Tratar-se-ia, portanto, de uma terceira jornada de trabalho imposta a essas mulheres, que em geral já estão sujeitas a (i) um turno de trabalho precarizado, (ii) um turno de cuidados dedicados à casa e aos filhos, e (iii) um turno extra aos finais de semana, para compra e preparação dos produtos a serem levados ao companheiro encarcerado (Santos, 2015). Impera reconhecer que esse ônus feminino somente se impõe com essa contundência pela ausência do Estado em oferecer aos presos itens básicos para garantia de sua dignidade.

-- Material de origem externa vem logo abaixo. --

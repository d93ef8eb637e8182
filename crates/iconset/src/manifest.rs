//! `Contents.json` for an `AppIcon.appiconset`

use serde::{Deserialize, Serialize};
use tileglow_config::{MANIFEST_AUTHOR, MANIFEST_IDIOM, MANIFEST_VERSION, Scale, SizeSpec};

/// One image slot in the asset catalog
#[derive(Debug, Clone, PartialEq, Eq, Serialize, Deserialize)]
pub struct ManifestEntry {
    pub filename: String,
    pub idiom: String,
    pub scale: Scale,
    /// Logical size in points, formatted "WxH"
    pub size: String,
}

impl ManifestEntry {
    pub fn from_spec(spec: &SizeSpec) -> Self {
        let logical = spec.logical_size();
        Self {
            filename: spec.file_name.to_string(),
            idiom: MANIFEST_IDIOM.to_string(),
            scale: spec.scale,
            size: format!("{logical}x{logical}"),
        }
    }
}

#[derive(Debug, Clone, PartialEq, Eq, Serialize, Deserialize)]
pub struct ManifestInfo {
    pub author: String,
    pub version: u32,
}

impl Default for ManifestInfo {
    fn default() -> Self {
        Self {
            author: MANIFEST_AUTHOR.to_string(),
            version: MANIFEST_VERSION,
        }
    }
}

#[derive(Debug, Clone, PartialEq, Eq, Serialize, Deserialize)]
pub struct Manifest {
    pub images: Vec<ManifestEntry>,
    pub info: ManifestInfo,
}

impl Manifest {
    /// Pretty-printed JSON with two-space indentation
    pub fn to_json(&self) -> Result<String, serde_json::Error> {
        serde_json::to_string_pretty(self)
    }

    pub fn from_json(text: &str) -> Result<Self, serde_json::Error> {
        serde_json::from_str(text)
    }
}

/// Build the manifest for a size table, preserving table order
pub fn build_manifest(sizes: &[SizeSpec]) -> Manifest {
    Manifest {
        images: sizes.iter().map(ManifestEntry::from_spec).collect(),
        info: ManifestInfo::default(),
    }
}
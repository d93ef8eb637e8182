//! tileglow painting system - raster canvas and icon composition
//!
//! This crate provides the drawing core of the icon generator:
//! - [`types::Color`] / [`types::Point`] - 8-bit RGBA color and integer pixel coordinates
//! - [`surface`] - CPU RGBA canvas with source-over blending
//! - [`shapes`] - Coverage shapes (lines, rects, discs, arcs, rounded rects)
//! - [`blur`] - Separable Gaussian blur for glow layers
//! - [`palette`] - Named neon colors
//! - [`pipeline`] - Layered icon composition for a target size

pub mod blur;
pub mod constants;
pub mod error;
pub mod palette;
pub mod pipeline;
pub mod shapes;
pub mod surface;
pub mod types;

pub use blur::*;
pub use constants::*;
pub use error::*;
pub use pipeline::*;
pub use shapes::*;
pub use surface::*;
pub use types::*;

Necessário pontuar, também, que a revista íntima pela qual as mulheres são submetidas antes de entrar nos estabelecimentos prisionais ficou conhecida como “revista vexatória” pelo grau de humilhação que representam. As visitantes de todas as idades são obrigadas a tirar toda a roupa perante policiais femininas e, diante delas, abrir vagina e ânus com as mãos, agachar sobre espelhos e tossir a fim de que se assegure que elas não transportam itens proibidos para dentro da instituição. O descaso é tamanho que diversas instituições de defesa de direitos humanos passaram a se referir à prática como um estupro institucionalizado (Instituto Brasileiro de Ciências Criminais, 2015).